I couldn’t help but think at that time in September 2013 that Jacques Clément would be smiling from his murderous, zeal filled grave.
Now we have another leader that makes me lust for times gone past, whether they were truly what 300 and Troy depicted, or not. Regardless of your politics, we now have a man named Abbott intent upon dragging Australia, that naughty, ignorant baby, kicking and screaming into the past.
I don’t mean the cool, romantic past. I don’t mean the past where there were super cool Lord of the Rings battles, and people magically survived any violence. I mean the nasty, real past. The past where equality was something that was only dreamed of, where the opportunity to educate oneself was an expensive privilege and not a right. Where being a bigot ‘was a right’, as Attorney-General Brandis would say as he threatens to repeal Section 18c of the Racial Discrimination Act.

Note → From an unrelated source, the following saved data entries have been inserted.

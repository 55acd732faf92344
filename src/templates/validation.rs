//! Input validation for template metadata.
//!
//! Collects every problem with a request before rejecting it, so the caller
//! can fix all of them at once.

use std::fmt;

use crate::engine::DOCX_EXTENSION;

use super::models::{NewTemplate, UpdateTemplateRequest};

pub const MAX_NAME_CHARS: usize = 100;
pub const MAX_GROUP_CHARS: usize = 50;
pub const MAX_NOTE_CHARS: usize = 500;

/// Trait for validating request objects.
pub trait Validator {
    /// Validate the state of the object.
    fn validate(&self) -> Result<(), String>;
}

/// Validation error with a user-facing message.
#[derive(Debug, Clone)]
pub struct ValidationError {
    /// The field that failed validation
    pub field: String,
    pub message: String,
}

impl ValidationError {
    pub fn new(field: impl Into<String>, message: impl Into<String>) -> Self {
        Self {
            field: field.into(),
            message: message.into(),
        }
    }

    pub fn empty_field(field: &str, label: &str) -> Self {
        Self::new(field, format!("{label} is required"))
    }

    pub fn too_long(field: &str, label: &str, max: usize) -> Self {
        Self::new(field, format!("{label} must be {max} characters or less"))
    }
}

impl fmt::Display for ValidationError {
    fn fmt(&self, f: &mut fmt::Formatter<'_>) -> fmt::Result {
        write!(f, "[{}] {}", self.field, self.message)
    }
}

impl std::error::Error for ValidationError {}

/// Collection of validation errors with formatted output.
#[derive(Debug, Default)]
pub struct ValidationErrors {
    errors: Vec<ValidationError>,
}

impl ValidationErrors {
    pub fn new() -> Self {
        Self { errors: Vec::new() }
    }

    pub fn add(&mut self, error: ValidationError) {
        self.errors.push(error);
    }

    pub fn is_empty(&self) -> bool {
        self.errors.is_empty()
    }

    pub fn len(&self) -> usize {
        self.errors.len()
    }

    /// All messages joined into one line.
    pub fn to_message(&self) -> String {
        self.errors
            .iter()
            .map(|e| e.to_string())
            .collect::<Vec<_>>()
            .join("; ")
    }

    /// Convert to Result - Ok if no errors, Err with formatted message if errors exist
    pub fn into_result(self) -> Result<(), String> {
        if self.is_empty() {
            Ok(())
        } else {
            Err(self.to_message())
        }
    }
}

/// Validate that a string is not empty after trimming
pub fn validate_required(value: &str, field: &str, label: &str, errors: &mut ValidationErrors) {
    if value.trim().is_empty() {
        errors.add(ValidationError::empty_field(field, label));
    }
}

pub fn validate_max_len(
    value: &str,
    max: usize,
    field: &str,
    label: &str,
    errors: &mut ValidationErrors,
) {
    if value.chars().count() > max {
        errors.add(ValidationError::too_long(field, label, max));
    }
}

/// Validate that an uploaded file carries the `.docx` extension
pub fn validate_docx_filename(filename: &str, field: &str, errors: &mut ValidationErrors) {
    if !filename.to_lowercase().ends_with(DOCX_EXTENSION) {
        errors.add(ValidationError::new(
            field,
            format!("File must be a {DOCX_EXTENSION} document"),
        ));
    }
}

impl Validator for NewTemplate {
    fn validate(&self) -> Result<(), String> {
        let mut errors = ValidationErrors::new();

        validate_required(&self.name, "name", "Name", &mut errors);
        validate_max_len(&self.name, MAX_NAME_CHARS, "name", "Name", &mut errors);
        validate_max_len(&self.group, MAX_GROUP_CHARS, "group", "Group", &mut errors);
        validate_max_len(&self.note, MAX_NOTE_CHARS, "note", "Note", &mut errors);
        validate_docx_filename(&self.original_filename, "file", &mut errors);
        if self.bytes.is_empty() {
            errors.add(ValidationError::empty_field("file", "File"));
        }

        errors.into_result()
    }
}

impl Validator for UpdateTemplateRequest {
    fn validate(&self) -> Result<(), String> {
        let mut errors = ValidationErrors::new();

        if self.name.is_none() && self.note.is_none() && self.group.is_none() {
            errors.add(ValidationError::new(
                "body",
                "At least one field (name, note, or group) is required",
            ));
        }
        if let Some(name) = &self.name {
            validate_required(name, "name", "Name", &mut errors);
            validate_max_len(name, MAX_NAME_CHARS, "name", "Name", &mut errors);
        }
        if let Some(group) = &self.group {
            validate_max_len(group, MAX_GROUP_CHARS, "group", "Group", &mut errors);
        }
        if let Some(note) = &self.note {
            validate_max_len(note, MAX_NOTE_CHARS, "note", "Note", &mut errors);
        }

        errors.into_result()
    }
}
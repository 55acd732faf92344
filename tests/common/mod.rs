//! Fixture packages and multipart payloads for the integration tests.
#![allow(dead_code)]

use std::io::{Cursor, Read, Write};

use zip::write::SimpleFileOptions;
use zip::{CompressionMethod, ZipArchive, ZipWriter};

pub const BOUNDARY: &str = "----docx-template-test-boundary";

/// One paragraph whose text is split into the given runs.
pub fn paragraph(runs: &[&str]) -> String {
    let mut xml = String::from("<w:p>");
    for text in runs {
        xml.push_str(r#"<w:r><w:rPr><w:i/></w:rPr><w:t xml:space="preserve">"#);
        xml.push_str(text);
        xml.push_str("</w:t></w:r>");
    }
    xml.push_str("</w:p>");
    xml
}

pub fn part(root: &str, paragraphs: &[String]) -> String {
    format!(
        r#"<?xml version="1.0" encoding="UTF-8" standalone="yes"?><w:{root} xmlns:w="http://schemas.openxmlformats.org/wordprocessingml/2006/main">{}</w:{root}>"#,
        paragraphs.concat()
    )
}

/// Package with a body and optional single header and footer.
pub fn docx(body: &[String], header: Option<&[String]>, footer: Option<&[String]>) -> Vec<u8> {
    let mut entries = vec![
        (
            "[Content_Types].xml".to_string(),
            r#"<?xml version="1.0" encoding="UTF-8"?><Types xmlns="http://schemas.openxmlformats.org/package/2006/content-types"/>"#.to_string(),
        ),
        ("word/document.xml".to_string(), part("document", body)),
    ];
    if let Some(header) = header {
        entries.push(("word/header1.xml".to_string(), part("hdr", header)));
    }
    if let Some(footer) = footer {
        entries.push(("word/footer1.xml".to_string(), part("ftr", footer)));
    }
    entries.push((
        "word/media/logo.bin".to_string(),
        "\u{1}\u{2}binary-ish".to_string(),
    ));

    let mut writer = ZipWriter::new(Cursor::new(Vec::new()));
    let options = SimpleFileOptions::default().compression_method(CompressionMethod::Deflated);
    for (name, content) in entries {
        writer.start_file(name, options).unwrap();
        writer.write_all(content.as_bytes()).unwrap();
    }
    writer.finish().unwrap().into_inner()
}

pub fn read_entry(bytes: &[u8], name: &str) -> String {
    let mut archive = ZipArchive::new(Cursor::new(bytes)).unwrap();
    let mut entry = archive.by_name(name).unwrap();
    let mut content = String::new();
    entry.read_to_string(&mut content).unwrap();
    content
}

pub fn read_entry_bytes(bytes: &[u8], name: &str) -> Vec<u8> {
    let mut archive = ZipArchive::new(Cursor::new(bytes)).unwrap();
    let mut entry = archive.by_name(name).unwrap();
    let mut content = Vec::new();
    entry.read_to_end(&mut content).unwrap();
    content
}

pub fn entry_names(bytes: &[u8]) -> Vec<String> {
    let archive = ZipArchive::new(Cursor::new(bytes)).unwrap();
    archive.file_names().map(|n| n.to_string()).collect::<Vec<_>>()
}

/// Entry names in stored order.
pub fn ordered_entry_names(bytes: &[u8]) -> Vec<String> {
    let mut archive = ZipArchive::new(Cursor::new(bytes)).unwrap();
    (0..archive.len())
        .map(|i| archive.by_index(i).unwrap().name().to_string())
        .collect()
}

/// A multipart form part: field name, optional filename, content.
pub struct FormPart<'a> {
    pub name: &'a str,
    pub filename: Option<&'a str>,
    pub content: &'a [u8],
}

pub fn text_part<'a>(name: &'a str, value: &'a str) -> FormPart<'a> {
    FormPart {
        name,
        filename: None,
        content: value.as_bytes(),
    }
}

pub fn file_part<'a>(name: &'a str, filename: &'a str, content: &'a [u8]) -> FormPart<'a> {
    FormPart {
        name,
        filename: Some(filename),
        content,
    }
}

/// Content type header value and body of a `multipart/form-data` request.
pub fn multipart_body(parts: &[FormPart<'_>]) -> (String, Vec<u8>) {
    let mut body = Vec::new();
    for part in parts {
        body.extend_from_slice(format!("--{BOUNDARY}\r\n").as_bytes());
        match part.filename {
            Some(filename) => {
                body.extend_from_slice(
                    format!(
                        "Content-Disposition: form-data; name=\"{}\"; filename=\"{}\"\r\nContent-Type: application/octet-stream\r\n\r\n",
                        part.name, filename
                    )
                    .as_bytes(),
                );
            }
            None => {
                body.extend_from_slice(
                    format!(
                        "Content-Disposition: form-data; name=\"{}\"\r\n\r\n",
                        part.name
                    )
                    .as_bytes(),
                );
            }
        }
        body.extend_from_slice(part.content);
        body.extend_from_slice(b"\r\n");
    }
    body.extend_from_slice(format!("--{BOUNDARY}--\r\n").as_bytes());

    (format!("multipart/form-data; boundary={BOUNDARY}"), body)
}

To a past where we went to wage wars on foreign shores with Empires that neither cared nor knew if our fair men and women died, as long as it wasn’t their own nation’s soldiers. To a past where one’s worth was dictated by family name, by place of birth, by colour of skin.
Does anyone else cry over the backwards steps we’ve taken over the last few years? That there are actually some in our society where the romanticised version of history has been so manically lusted after, that they are hell-bent on taking us back to those times with them in an effort to recreate their fantasies?
I talk about the romantic views of history and historical values with a mixture of sarcasm and nerd-interest. I truly am interested in the battles of the Roman Empire in its peak; I truly am enthralled by the socio-political landscape of Austro-Hungary circa 1914. I get great enjoyment from following Australian politics.
But this enjoyment, this interest does not mean that we as a nation should in any way seek to go back in time. This nation does not, and should not, and WILL NOT go back to a time where gender/racial equality was a dream, where the goal of studying law, or medicine, or engineering, or even history, was something that would be out of your reach if you didn’t have the British Pounds to do so.
If we sit on our hands and lust after things that we already had, or lust for things that we don’t want to experience again, eventually there will be a time where we will find ourselves with an unenviable situation of history repeating itself. And who knows who the next Cromwell will be?
The more we sit on our hands, the more we stare at the TV screen and allow the concept of democracy, fair society, the rule of law, be subverted by those who are drunk on power, then the more it’ll disappear. The more these men and women, on both sides, lust after the power of Xerxes and Darius of Ancient Persia, the more we’ll envy those times where we had what we wanted.
A society where we, the citizens, chose our Government and policies, and not the other way around.